- Problem details -
Somewhere below are a line with "pub const fn channels(self)" and a later line with "Self::from_channels(self.channels().map(f))". Output exactly those lines and all lines between them.
= Beginning of Section =
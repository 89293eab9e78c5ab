//! # lsb_grid 库
//!
//! 本库包含基于像素网格的 LSB 隐写核心逻辑：
//! 在每个颜色通道的最低 2 位中隐藏整幅图像或一段文本，并将其还原，
//! 同时提供用于校验结果的比较与差异检测。

// 声明库包含的所有模块。

pub mod cli;
pub mod compare;
pub mod constants;
pub mod error;
pub mod grid;
pub mod handler;
pub mod steganography;
pub mod text;
pub mod transform;

pub use error::StegoError;
pub use grid::{Color, PixelGrid, Position};
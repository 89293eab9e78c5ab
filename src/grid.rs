//! # 像素网格模块
//!
//! 定义隐写算法操作的数据模型：不可变的 [`Color`] 三元组、坐标 [`Position`]
//! 以及按行优先顺序存储像素的 [`PixelGrid`]。
//!
//! 像素是值类型：通过 [`PixelGrid::get`] 读取，修改后再用 [`PixelGrid::set`]
//! 或 `grid[pos] = color` 写回。网格不会向外暴露可共享的可变像素句柄，
//! 克隆得到的网格与原网格完全独立。

use image::{DynamicImage, Rgb, RgbImage};
use std::ops::{Index, IndexMut};

/// 一个 RGB 颜色值，每个通道取值 0..=255。
#[derive(Debug, Clone, Copy, PartialEq, Eq, Hash, Default)]
pub struct Color {
    pub red: u8,
    pub green: u8,
    pub blue: u8,
}

impl Color {
    pub const fn new(red: u8, green: u8, blue: u8) -> Self {
        Self { red, green, blue }
    }

    /// 按 R、G、B 顺序返回三个通道。
    pub const fn channels(self) -> [u8; 3] {
        [self.red, self.green, self.blue]
    }

    pub const fn from_channels(channels: [u8; 3]) -> Self {
        Self::new(channels[0], channels[1], channels[2])
    }

    /// 对每个通道分别应用 `f`。
    pub fn map(self, f: impl Fn(u8) -> u8) -> Self {
        Self::from_channels(self.channels().map(f))
    }

    /// 将本颜色与 `other` 的对应通道两两组合。
    pub fn zip_map(self, other: Color, f: impl Fn(u8, u8) -> u8) -> Self {
        Self::new(
            f(self.red, other.red),
            f(self.green, other.green),
            f(self.blue, other.blue),
        )
    }
}

impl From<Rgb<u8>> for Color {
    fn from(Rgb(channels): Rgb<u8>) -> Self {
        Self::from_channels(channels)
    }
}

impl From<Color> for Rgb<u8> {
    fn from(color: Color) -> Self {
        Rgb(color.channels())
    }
}

/// 网格中的坐标，`row` 为行号 (y)，`col` 为列号 (x)。
#[derive(Debug, Clone, Copy, PartialEq, Eq, Hash, PartialOrd, Ord)]
pub struct Position {
    pub row: usize,
    pub col: usize,
}

impl Position {
    pub const fn new(row: usize, col: usize) -> Self {
        Self { row, col }
    }
}

impl From<(usize, usize)> for Position {
    fn from((row, col): (usize, usize)) -> Self {
        Self::new(row, col)
    }
}

/// 固定尺寸的二维像素网格，内部按行优先顺序存储。
#[derive(Debug, Clone, PartialEq, Eq)]
pub struct PixelGrid {
    width: usize,
    height: usize,
    pixels: Vec<Color>,
}

impl PixelGrid {
    /// 创建一个全黑的网格。
    pub fn new(width: usize, height: usize) -> Self {
        Self::filled(width, height, Color::default())
    }

    pub fn filled(width: usize, height: usize, color: Color) -> Self {
        Self {
            width,
            height,
            pixels: vec![color; width * height],
        }
    }

    /// 按行优先顺序对每个坐标调用 `f` 来构造网格。
    pub fn from_fn(width: usize, height: usize, mut f: impl FnMut(Position) -> Color) -> Self {
        let pixels = (0..height)
            .flat_map(|row| (0..width).map(move |col| Position::new(row, col)))
            .map(&mut f)
            .collect();

        Self {
            width,
            height,
            pixels,
        }
    }

    pub fn width(&self) -> usize {
        self.width
    }

    pub fn height(&self) -> usize {
        self.height
    }

    /// 像素总数 (`width * height`)。
    pub fn len(&self) -> usize {
        self.pixels.len()
    }

    pub fn is_empty(&self) -> bool {
        self.pixels.is_empty()
    }

    pub fn same_dimensions(&self, other: &PixelGrid) -> bool {
        self.width == other.width && self.height == other.height
    }

    pub fn contains(&self, row: usize, col: usize) -> bool {
        row < self.height && col < self.width
    }

    fn offset(&self, row: usize, col: usize) -> Option<usize> {
        self.contains(row, col).then(|| row * self.width + col)
    }

    /// 读取 (row, col) 处的颜色，越界时返回 `None`。
    pub fn get(&self, row: usize, col: usize) -> Option<Color> {
        self.offset(row, col).map(|i| self.pixels[i])
    }

    /// 将 (row, col) 处的颜色设置为 `color`。
    ///
    /// 坐标越界时不做任何修改并返回 `false`。
    pub fn set(&mut self, row: usize, col: usize, color: Color) -> bool {
        match self.offset(row, col) {
            Some(i) => {
                self.pixels[i] = color;
                true
            }
            None => false,
        }
    }

    /// 按行优先顺序排列的全部像素。
    pub fn pixels(&self) -> &[Color] {
        &self.pixels
    }

    pub fn pixels_mut(&mut self) -> &mut [Color] {
        &mut self.pixels
    }

    /// 按行优先顺序遍历每个像素及其坐标。
    pub fn enumerate(&self) -> impl Iterator<Item = (Position, Color)> + '_ {
        self.pixels
            .iter()
            .enumerate()
            .map(move |(i, &color)| (Position::new(i / self.width, i % self.width), color))
    }

    /// 对每个像素应用 `f`，返回新的网格，原网格保持不变。
    pub fn map(&self, f: impl Fn(Color) -> Color) -> PixelGrid {
        Self {
            width: self.width,
            height: self.height,
            pixels: self.pixels.iter().map(|&color| f(color)).collect(),
        }
    }

    /// 转换为 `image` crate 的 RGB 缓冲区，以便编码保存。
    pub fn to_image(&self) -> RgbImage {
        RgbImage::from_fn(self.width as u32, self.height as u32, |x, y| {
            self[Position::new(y as usize, x as usize)].into()
        })
    }
}

impl Index<Position> for PixelGrid {
    type Output = Color;

    fn index(&self, pos: Position) -> &Color {
        assert!(
            self.contains(pos.row, pos.col),
            "position ({}, {}) is outside a {}x{} grid",
            pos.row,
            pos.col,
            self.height,
            self.width
        );
        &self.pixels[pos.row * self.width + pos.col]
    }
}

impl IndexMut<Position> for PixelGrid {
    fn index_mut(&mut self, pos: Position) -> &mut Color {
        assert!(
            self.contains(pos.row, pos.col),
            "position ({}, {}) is outside a {}x{} grid",
            pos.row,
            pos.col,
            self.height,
            self.width
        );
        &mut self.pixels[pos.row * self.width + pos.col]
    }
}

impl From<&RgbImage> for PixelGrid {
    fn from(image: &RgbImage) -> Self {
        Self {
            width: image.width() as usize,
            height: image.height() as usize,
            pixels: image.pixels().map(|&pixel| Color::from(pixel)).collect(),
        }
    }
}

/// 带 alpha 通道的图像会被展平为 RGB，alpha 信息不会保留。
impl From<&DynamicImage> for PixelGrid {
    fn from(image: &DynamicImage) -> Self {
        Self::from(&image.to_rgb8())
    }
}
//! Format detection for free-text blocks
//!
//! Acceptance criteria and reproduction steps arrive in whatever shape the
//! author typed. Detection is first-match-wins in a fixed order:
//! Given/When/Then clauses, then numbered lists, then bullet lists, then
//! free text. Text matching an earlier pattern is never re-classified, so
//! a block mixing clause lines and bullets always reports as clause-style.

use regex::Regex;
use serde::Serialize;
use std::sync::OnceLock;

#[derive(Debug, Clone, Copy, PartialEq, Eq, Serialize)]
pub enum TextFormat {
    GivenWhenThen,
    Numbered,
    BulletPoints,
    FreeText,
}

impl TextFormat {
    pub fn label(&self) -> &'static str {
        match self {
            TextFormat::GivenWhenThen => "given_when_then",
            TextFormat::Numbered => "numbered",
            TextFormat::BulletPoints => "bullet_points",
            TextFormat::FreeText => "free_text",
        }
    }
}

/// A free-text block classified into a format plus its ordered items
#[derive(Debug, Clone, PartialEq, Serialize)]
pub struct ParsedBlock {
    pub format: TextFormat,
    pub items: Vec<String>,
}

impl ParsedBlock {
    pub fn is_empty(&self) -> bool {
        self.items.is_empty()
    }
}

fn clause_re() -> &'static Regex {
    static RE: OnceLock<Regex> = OnceLock::new();
    RE.get_or_init(|| Regex::new(r"(?i)^\s*(given|when|then)\b").unwrap())
}

// "And" continues a clause once one exists, but never triggers the
// classification on its own
fn clause_item_re() -> &'static Regex {
    static RE: OnceLock<Regex> = OnceLock::new();
    RE.get_or_init(|| Regex::new(r"(?i)^\s*(given|when|then|and)\b").unwrap())
}

fn numbered_re() -> &'static Regex {
    static RE: OnceLock<Regex> = OnceLock::new();
    RE.get_or_init(|| Regex::new(r"^\s*(\d+)[.)]\s+(.*\S)").unwrap())
}

fn bullet_re() -> &'static Regex {
    static RE: OnceLock<Regex> = OnceLock::new();
    RE.get_or_init(|| Regex::new(r"^\s*[-*]\s+(.*\S)").unwrap())
}

/// Classify a text block and split it into ordered items
pub fn parse_block(text: &str) -> ParsedBlock {
    let lines: Vec<&str> = text.lines().collect();

    if lines.iter().any(|l| clause_re().is_match(l)) {
        let items = lines
            .iter()
            .filter(|l| clause_item_re().is_match(l))
            .map(|l| l.trim().to_string())
            .collect();
        return ParsedBlock {
            format: TextFormat::GivenWhenThen,
            items,
        };
    }

    if lines.iter().any(|l| numbered_re().is_match(l)) {
        let items = lines
            .iter()
            .filter_map(|l| numbered_re().captures(l))
            .map(|caps| caps[2].trim().to_string())
            .collect();
        return ParsedBlock {
            format: TextFormat::Numbered,
            items,
        };
    }

    if lines.iter().any(|l| bullet_re().is_match(l)) {
        let items = lines
            .iter()
            .filter_map(|l| bullet_re().captures(l))
            .map(|caps| caps[1].trim().to_string())
            .collect();
        return ParsedBlock {
            format: TextFormat::BulletPoints,
            items,
        };
    }

    ParsedBlock {
        format: TextFormat::FreeText,
        items: split_free_text(text),
    }
}

/// Best-effort item split for unstructured text: paragraphs first, falling
/// back to sentences when everything is one paragraph.
fn split_free_text(text: &str) -> Vec<String> {
    let paragraphs: Vec<String> = text
        .split("\n\n")
        .map(|p| p.trim().replace('\n', " "))
        .filter(|p| !p.is_empty())
        .collect();

    if paragraphs.len() > 1 {
        return paragraphs;
    }

    let Some(paragraph) = paragraphs.into_iter().next() else {
        return Vec::new();
    };

    paragraph
        .split(". ")
        .map(|s| s.trim().trim_end_matches('.').to_string())
        .filter(|s| !s.is_empty())
        .collect()
}

#[cfg(test)]
mod tests {
    use super::*;

    #[test]
    fn test_detects_given_when_then() {
        let block = parse_block("Given a logged-in user\nWhen they click save\nThen the form persists");
        assert_eq!(block.format, TextFormat::GivenWhenThen);
        assert_eq!(block.items.len(), 3);
    }

    #[test]
    fn test_and_lines_continue_clauses() {
        let block =
            parse_block("Given a logged-in user\nAnd a saved draft\nWhen they click publish\nThen the draft goes live");
        assert_eq!(block.format, TextFormat::GivenWhenThen);
        assert_eq!(block.items.len(), 4);
    }

    #[test]
    fn test_and_alone_is_not_a_clause() {
        let block = parse_block("And that is all we know about the failure");
        assert_eq!(block.format, TextFormat::FreeText);
    }

    #[test]
    fn test_clause_beats_bullets() {
        // Mixed input: clause lines win because detection never re-classifies
        let block = parse_block("Given a user\n- some bullet\nThen it works");
        assert_eq!(block.format, TextFormat::GivenWhenThen);
        assert_eq!(block.items.len(), 2);
    }

    #[test]
    fn test_numbered_beats_bullets() {
        let block = parse_block("1. First step\n- stray bullet\n2. Second step");
        assert_eq!(block.format, TextFormat::Numbered);
        assert_eq!(block.items, vec!["First step", "Second step"]);
    }

    #[test]
    fn test_detects_numbered_with_parenthesis() {
        let block = parse_block("1) Open app\n2) Click login\n3) See crash");
        assert_eq!(block.format, TextFormat::Numbered);
        assert_eq!(block.items.len(), 3);
    }

    #[test]
    fn test_detects_bullets() {
        let block = parse_block("- first\n* second");
        assert_eq!(block.format, TextFormat::BulletPoints);
        assert_eq!(block.items, vec!["first", "second"]);
    }

    #[test]
    fn test_free_text_paragraphs() {
        let block = parse_block("The login page is slow.\n\nIt also flickers on load.");
        assert_eq!(block.format, TextFormat::FreeText);
        assert_eq!(block.items.len(), 2);
    }

    #[test]
    fn test_free_text_sentences() {
        let block = parse_block("The page is slow. It flickers. Users complain.");
        assert_eq!(block.format, TextFormat::FreeText);
        assert_eq!(block.items.len(), 3);
    }

    #[test]
    fn test_empty_text() {
        let block = parse_block("");
        assert_eq!(block.format, TextFormat::FreeText);
        assert!(block.is_empty());
    }
}
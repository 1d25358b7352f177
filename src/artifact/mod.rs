//! Generated artifact bundle types
//!
//! The generation collaborator replies with free text that should embed a
//! JSON object holding files, tests, documentation, dependencies, and build
//! instructions. These are the validated shapes that object parses into.

pub mod parse;
pub mod repair;

use anyhow::{Context, Result};
use chrono::{DateTime, Utc};
use serde::{Deserialize, Serialize};

pub use parse::{parse_response, ParseOptions, ParsedResponse};
pub use repair::{parse_fixed_code, RepairedCode};

/// One generated file. `path`, `content`, `language`, and `kind` come off
/// the wire; `metadata` is derived locally during validation.
#[derive(Debug, Clone, PartialEq, Serialize, Deserialize)]
pub struct GeneratedFile {
    pub path: String,
    pub content: String,
    pub language: String,
    #[serde(rename = "type")]
    pub kind: String,
    #[serde(skip)]
    pub metadata: FileMetadata,
}

/// Derived per-file metadata, never trusted from the wire
#[derive(Debug, Clone, Default, PartialEq)]
pub struct FileMetadata {
    pub bytes: usize,
    pub lines: usize,
    /// Control-flow keyword count plus one; a rough shape indicator only
    pub complexity: Option<usize>,
    pub dependencies: Vec<String>,
}

/// Bundle-level metadata filled in by the pipeline after a successful parse
#[derive(Debug, Clone, Default, PartialEq, Serialize, Deserialize)]
pub struct BundleMetadata {
    #[serde(default, skip_serializing_if = "Option::is_none")]
    pub generated_at: Option<DateTime<Utc>>,
    #[serde(default, skip_serializing_if = "Option::is_none")]
    pub model: Option<String>,
    #[serde(default, skip_serializing_if = "Option::is_none")]
    pub work_item_id: Option<u64>,
}

impl BundleMetadata {
    pub fn is_empty(&self) -> bool {
        self.generated_at.is_none() && self.model.is_none() && self.work_item_id.is_none()
    }
}

/// The validated artifact bundle handed to downstream collaborators
#[derive(Debug, Clone, Default, PartialEq, Serialize, Deserialize)]
pub struct ArtifactBundle {
    #[serde(default)]
    pub files: Vec<GeneratedFile>,
    #[serde(default)]
    pub tests: Vec<GeneratedFile>,
    #[serde(default)]
    pub documentation: String,
    #[serde(default)]
    pub dependencies: Vec<String>,
    #[serde(default)]
    pub build_instructions: String,
    #[serde(default, skip_serializing_if = "BundleMetadata::is_empty")]
    pub metadata: BundleMetadata,
}

impl ArtifactBundle {
    pub fn file_count(&self) -> usize {
        self.files.len() + self.tests.len()
    }

    /// Serialize into the documented fenced-block reply shape. Feeding the
    /// result back through `parse_response` yields an equal bundle.
    pub fn to_fenced_block(&self) -> Result<String> {
        let json = serde_json::to_string_pretty(self)
            .context("Failed to serialize artifact bundle")?;
        Ok(format!("```json\n{}\n```", json))
    }
}
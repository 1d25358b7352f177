//! Resilient invocation layer
//!
//! Every outbound call goes through `invoke`: bounded attempts, exponential
//! backoff with a cap, and a per-attempt timeout race. Errors are classified
//! retryable or fatal up front; fatal errors short-circuit immediately and
//! the last classified error is always surfaced, never swallowed.
//!
//! The layer holds no state of its own - concurrent invocations share
//! nothing beyond the policy values passed in.

use std::future::Future;
use std::time::Duration;
use thiserror::Error;
use tracing::{debug, warn};

/// Message fragments that mark a failure as not worth retrying
const FATAL_MARKERS: &[&str] = &[
    "unauthorized",
    "forbidden",
    "not found",
    "invalid api key",
    "invalid token",
    "authentication",
];

/// A failure from an outbound call, classified for retry decisions
#[derive(Debug, Clone, Error)]
pub enum InvokeError {
    #[error("retryable failure: {message}")]
    Retryable { message: String, status: Option<u16> },
    #[error("fatal failure: {message}")]
    Fatal { message: String, status: Option<u16> },
}

impl InvokeError {
    pub fn retryable(message: impl Into<String>) -> Self {
        InvokeError::Retryable {
            message: message.into(),
            status: None,
        }
    }

    pub fn fatal(message: impl Into<String>) -> Self {
        InvokeError::Fatal {
            message: message.into(),
            status: None,
        }
    }

    /// Classify by HTTP status class: anything in 4xx is non-retryable,
    /// everything else (5xx, transport-level trouble) is worth another try.
    pub fn from_status(status: u16, message: impl Into<String>) -> Self {
        let message = message.into();
        if (400..500).contains(&status) {
            InvokeError::Fatal {
                message,
                status: Some(status),
            }
        } else {
            InvokeError::Retryable {
                message,
                status: Some(status),
            }
        }
    }

    /// Classify by message content when no status code is available
    pub fn from_message(message: impl Into<String>) -> Self {
        let message = message.into();
        let lowered = message.to_lowercase();
        if FATAL_MARKERS.iter().any(|marker| lowered.contains(marker)) {
            InvokeError::Fatal {
                message,
                status: None,
            }
        } else {
            InvokeError::Retryable {
                message,
                status: None,
            }
        }
    }

    pub fn is_retryable(&self) -> bool {
        matches!(self, InvokeError::Retryable { .. })
    }

    pub fn status(&self) -> Option<u16> {
        match self {
            InvokeError::Retryable { status, .. } | InvokeError::Fatal { status, .. } => *status,
        }
    }
}

/// Terminal failure after the retry budget is spent (or a fatal error cut
/// it short). Carries the attempt count for reporting.
#[derive(Debug, Clone, Error)]
#[error("{label} failed after {attempts} attempt(s): {source}")]
pub struct InvokeFailure {
    pub label: String,
    pub attempts: u32,
    #[source]
    pub source: InvokeError,
}

/// Retry/backoff/timeout settings for one invocation
#[derive(Debug, Clone, Copy)]
pub struct RetryPolicy {
    pub max_attempts: u32,
    pub base_delay: Duration,
    pub max_delay: Duration,
    /// Per-attempt deadline; a slow attempt counts as a retryable failure
    pub attempt_timeout: Duration,
}

impl Default for RetryPolicy {
    fn default() -> Self {
        Self {
            max_attempts: 3,
            base_delay: Duration::from_millis(1000),
            max_delay: Duration::from_secs(30),
            attempt_timeout: Duration::from_secs(120),
        }
    }
}

impl RetryPolicy {
    /// Backoff before the given retry: base * 2^(attempt-1), capped
    fn backoff(&self, attempt: u32) -> Duration {
        let factor = 2u32.saturating_pow(attempt.saturating_sub(1));
        self.base_delay
            .saturating_mul(factor)
            .min(self.max_delay)
    }
}

/// Run `op` under the retry policy. Each attempt races against the
/// per-attempt timeout; a timeout is retryable and advances the counter.
/// Fatal classifications return immediately without further attempts.
pub async fn invoke<T, F, Fut>(
    policy: &RetryPolicy,
    label: &str,
    mut op: F,
) -> Result<T, InvokeFailure>
where
    F: FnMut() -> Fut,
    Fut: Future<Output = Result<T, InvokeError>>,
{
    let max_attempts = policy.max_attempts.max(1);
    let mut last_error = InvokeError::retryable("no attempts were made");

    for attempt in 1..=max_attempts {
        let result = match tokio::time::timeout(policy.attempt_timeout, op()).await {
            Ok(result) => result,
            Err(_) => Err(InvokeError::retryable(format!(
                "attempt timed out after {:?}",
                policy.attempt_timeout
            ))),
        };

        match result {
            Ok(value) => {
                debug!(label, attempt, "invocation succeeded");
                return Ok(value);
            }
            Err(error) if error.is_retryable() && attempt < max_attempts => {
                let delay = policy.backoff(attempt);
                warn!(
                    label,
                    attempt,
                    max_attempts,
                    delay_ms = delay.as_millis() as u64,
                    error = %error,
                    "retryable failure, backing off"
                );
                last_error = error;
                tokio::time::sleep(delay).await;
            }
            Err(error) => {
                warn!(label, attempt, error = %error, "invocation failed");
                return Err(InvokeFailure {
                    label: label.to_string(),
                    attempts: attempt,
                    source: error,
                });
            }
        }
    }

    Err(InvokeFailure {
        label: label.to_string(),
        attempts: max_attempts,
        source: last_error,
    })
}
= End of Section =
- Answer space -
    pub const fn channels(self) -> [u8; 3] {
        [self.red, self.green, self.blue]
    }

    pub const fn from_channels(channels: [u8; 3]) -> Self {
        Self::new(channels[0], channels[1], channels[2])
    }

    /// 对每个通道分别应用 `f`。
    pub fn map(self, f: impl Fn(u8) -> u8) -> Self {
        Self::from_channels(self.channels().map(f))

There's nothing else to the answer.